WHAT YOU NEED TO DO: For each line below that includes the word "DateTime", make a copy.

RECORDS FOR PROCESSING:
....................

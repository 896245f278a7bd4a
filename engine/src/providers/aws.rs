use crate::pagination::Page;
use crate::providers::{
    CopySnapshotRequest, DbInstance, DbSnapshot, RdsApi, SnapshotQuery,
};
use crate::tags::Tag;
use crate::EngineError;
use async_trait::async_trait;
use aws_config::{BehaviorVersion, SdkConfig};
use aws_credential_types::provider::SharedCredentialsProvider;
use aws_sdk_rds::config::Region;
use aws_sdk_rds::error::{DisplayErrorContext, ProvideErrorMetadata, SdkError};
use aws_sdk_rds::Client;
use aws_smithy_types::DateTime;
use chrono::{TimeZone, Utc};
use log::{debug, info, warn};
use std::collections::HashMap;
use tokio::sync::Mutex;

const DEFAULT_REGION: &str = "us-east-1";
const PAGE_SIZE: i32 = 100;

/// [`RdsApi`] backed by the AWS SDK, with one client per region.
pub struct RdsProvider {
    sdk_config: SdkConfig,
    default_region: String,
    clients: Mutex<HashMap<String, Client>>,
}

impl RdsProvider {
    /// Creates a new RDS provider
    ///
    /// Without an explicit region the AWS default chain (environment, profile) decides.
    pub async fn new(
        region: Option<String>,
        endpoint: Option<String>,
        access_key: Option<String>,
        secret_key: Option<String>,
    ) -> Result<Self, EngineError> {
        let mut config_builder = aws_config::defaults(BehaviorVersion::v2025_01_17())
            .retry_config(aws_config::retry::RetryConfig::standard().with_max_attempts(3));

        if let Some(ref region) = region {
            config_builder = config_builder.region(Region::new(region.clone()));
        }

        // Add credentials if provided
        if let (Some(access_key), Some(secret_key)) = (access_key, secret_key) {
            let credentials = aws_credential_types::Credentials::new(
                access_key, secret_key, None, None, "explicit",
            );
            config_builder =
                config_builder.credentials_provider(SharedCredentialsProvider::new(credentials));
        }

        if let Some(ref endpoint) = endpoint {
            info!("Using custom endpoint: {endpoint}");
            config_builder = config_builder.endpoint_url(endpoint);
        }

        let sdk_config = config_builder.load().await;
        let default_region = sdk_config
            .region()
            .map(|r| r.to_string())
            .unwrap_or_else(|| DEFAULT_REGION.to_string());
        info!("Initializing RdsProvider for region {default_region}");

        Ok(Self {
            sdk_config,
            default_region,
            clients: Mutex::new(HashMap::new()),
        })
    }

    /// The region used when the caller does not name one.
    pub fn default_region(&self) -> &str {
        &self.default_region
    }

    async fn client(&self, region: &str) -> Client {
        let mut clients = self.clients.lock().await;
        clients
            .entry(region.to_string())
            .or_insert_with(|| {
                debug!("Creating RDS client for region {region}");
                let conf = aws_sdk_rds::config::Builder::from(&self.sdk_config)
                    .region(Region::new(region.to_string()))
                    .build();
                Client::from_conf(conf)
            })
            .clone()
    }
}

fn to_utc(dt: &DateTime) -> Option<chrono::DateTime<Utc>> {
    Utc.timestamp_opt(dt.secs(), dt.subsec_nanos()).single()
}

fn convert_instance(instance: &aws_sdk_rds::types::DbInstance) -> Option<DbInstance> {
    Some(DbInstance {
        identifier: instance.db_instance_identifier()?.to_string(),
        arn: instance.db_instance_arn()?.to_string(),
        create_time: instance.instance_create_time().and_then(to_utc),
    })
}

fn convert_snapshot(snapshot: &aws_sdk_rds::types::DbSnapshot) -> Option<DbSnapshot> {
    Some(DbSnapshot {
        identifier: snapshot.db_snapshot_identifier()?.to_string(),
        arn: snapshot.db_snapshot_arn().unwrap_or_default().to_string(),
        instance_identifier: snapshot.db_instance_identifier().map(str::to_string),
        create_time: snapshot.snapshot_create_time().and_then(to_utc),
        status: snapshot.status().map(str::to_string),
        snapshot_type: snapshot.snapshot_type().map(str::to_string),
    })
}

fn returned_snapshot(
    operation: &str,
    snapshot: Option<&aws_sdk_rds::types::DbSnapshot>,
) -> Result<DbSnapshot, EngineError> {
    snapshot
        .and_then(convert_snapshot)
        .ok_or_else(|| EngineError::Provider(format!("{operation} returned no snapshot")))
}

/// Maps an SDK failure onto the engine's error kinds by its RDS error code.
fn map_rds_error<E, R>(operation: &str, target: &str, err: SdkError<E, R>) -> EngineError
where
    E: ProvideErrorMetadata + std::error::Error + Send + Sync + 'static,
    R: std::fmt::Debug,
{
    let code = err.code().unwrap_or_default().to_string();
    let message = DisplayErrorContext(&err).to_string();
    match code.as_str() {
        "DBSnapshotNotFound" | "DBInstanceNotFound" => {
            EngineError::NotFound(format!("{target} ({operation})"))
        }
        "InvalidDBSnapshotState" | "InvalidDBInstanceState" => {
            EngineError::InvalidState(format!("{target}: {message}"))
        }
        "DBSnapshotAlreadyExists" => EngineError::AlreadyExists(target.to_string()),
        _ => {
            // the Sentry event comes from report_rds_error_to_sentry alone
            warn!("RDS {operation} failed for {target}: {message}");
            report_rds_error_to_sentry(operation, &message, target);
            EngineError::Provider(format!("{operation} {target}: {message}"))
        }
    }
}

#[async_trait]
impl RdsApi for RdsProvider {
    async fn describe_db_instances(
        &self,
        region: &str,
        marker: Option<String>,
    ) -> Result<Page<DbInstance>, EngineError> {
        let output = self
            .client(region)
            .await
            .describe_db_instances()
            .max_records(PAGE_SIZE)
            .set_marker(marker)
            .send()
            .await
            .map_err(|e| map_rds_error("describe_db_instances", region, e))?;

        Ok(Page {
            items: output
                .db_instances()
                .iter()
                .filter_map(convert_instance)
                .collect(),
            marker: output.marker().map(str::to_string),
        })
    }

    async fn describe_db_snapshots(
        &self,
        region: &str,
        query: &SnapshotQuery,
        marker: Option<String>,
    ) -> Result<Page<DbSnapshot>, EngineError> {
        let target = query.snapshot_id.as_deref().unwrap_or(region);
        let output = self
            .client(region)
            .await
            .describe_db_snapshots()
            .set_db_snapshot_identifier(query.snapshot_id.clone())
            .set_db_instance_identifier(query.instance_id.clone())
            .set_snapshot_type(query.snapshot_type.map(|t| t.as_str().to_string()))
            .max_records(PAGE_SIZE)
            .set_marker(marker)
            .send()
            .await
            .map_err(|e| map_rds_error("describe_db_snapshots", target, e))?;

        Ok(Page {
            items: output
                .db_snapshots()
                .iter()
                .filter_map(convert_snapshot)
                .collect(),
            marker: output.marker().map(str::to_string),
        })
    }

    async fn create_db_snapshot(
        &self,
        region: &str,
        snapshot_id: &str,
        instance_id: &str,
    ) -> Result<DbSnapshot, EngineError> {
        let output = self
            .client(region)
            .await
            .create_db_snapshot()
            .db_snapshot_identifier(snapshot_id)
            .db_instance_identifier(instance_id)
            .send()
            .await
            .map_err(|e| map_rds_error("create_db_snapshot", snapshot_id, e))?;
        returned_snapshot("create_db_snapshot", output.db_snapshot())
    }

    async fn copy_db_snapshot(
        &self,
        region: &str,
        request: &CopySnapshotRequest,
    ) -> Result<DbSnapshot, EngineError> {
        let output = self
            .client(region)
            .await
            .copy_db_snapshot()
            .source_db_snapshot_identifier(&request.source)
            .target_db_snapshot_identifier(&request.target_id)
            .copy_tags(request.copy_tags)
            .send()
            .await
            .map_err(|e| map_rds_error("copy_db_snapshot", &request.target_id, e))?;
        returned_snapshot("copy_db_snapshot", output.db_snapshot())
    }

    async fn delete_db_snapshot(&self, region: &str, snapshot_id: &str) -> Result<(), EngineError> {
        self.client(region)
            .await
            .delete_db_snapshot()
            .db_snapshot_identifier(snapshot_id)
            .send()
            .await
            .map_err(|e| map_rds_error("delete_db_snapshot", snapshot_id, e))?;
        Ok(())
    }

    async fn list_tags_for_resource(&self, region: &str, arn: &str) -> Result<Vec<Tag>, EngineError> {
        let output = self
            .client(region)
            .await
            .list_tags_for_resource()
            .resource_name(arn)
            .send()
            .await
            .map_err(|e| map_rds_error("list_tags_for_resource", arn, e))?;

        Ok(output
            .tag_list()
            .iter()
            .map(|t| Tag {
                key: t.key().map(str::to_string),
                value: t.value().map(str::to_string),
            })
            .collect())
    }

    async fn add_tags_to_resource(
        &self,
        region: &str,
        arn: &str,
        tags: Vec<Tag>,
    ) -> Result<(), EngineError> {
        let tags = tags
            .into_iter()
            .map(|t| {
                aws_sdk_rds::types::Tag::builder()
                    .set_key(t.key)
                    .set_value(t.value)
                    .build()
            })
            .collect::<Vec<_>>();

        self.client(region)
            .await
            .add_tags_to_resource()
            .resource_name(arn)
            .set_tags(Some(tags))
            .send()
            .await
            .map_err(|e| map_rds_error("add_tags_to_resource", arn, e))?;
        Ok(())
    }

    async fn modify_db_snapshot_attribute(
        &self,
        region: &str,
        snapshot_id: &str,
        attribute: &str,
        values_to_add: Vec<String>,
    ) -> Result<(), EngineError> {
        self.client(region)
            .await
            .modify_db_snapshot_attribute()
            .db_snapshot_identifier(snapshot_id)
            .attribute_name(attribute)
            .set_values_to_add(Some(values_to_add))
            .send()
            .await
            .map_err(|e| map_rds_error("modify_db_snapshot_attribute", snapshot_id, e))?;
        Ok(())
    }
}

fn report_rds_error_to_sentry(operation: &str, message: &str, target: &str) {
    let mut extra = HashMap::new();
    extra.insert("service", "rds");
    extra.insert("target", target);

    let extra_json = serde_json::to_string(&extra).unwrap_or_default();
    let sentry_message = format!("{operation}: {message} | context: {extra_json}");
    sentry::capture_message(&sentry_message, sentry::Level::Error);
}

....................

PROBLEM SOLUTION:
use aws_smithy_types::DateTime;
fn to_utc(dt: &DateTime) -> Option<chrono::DateTime<Utc>> {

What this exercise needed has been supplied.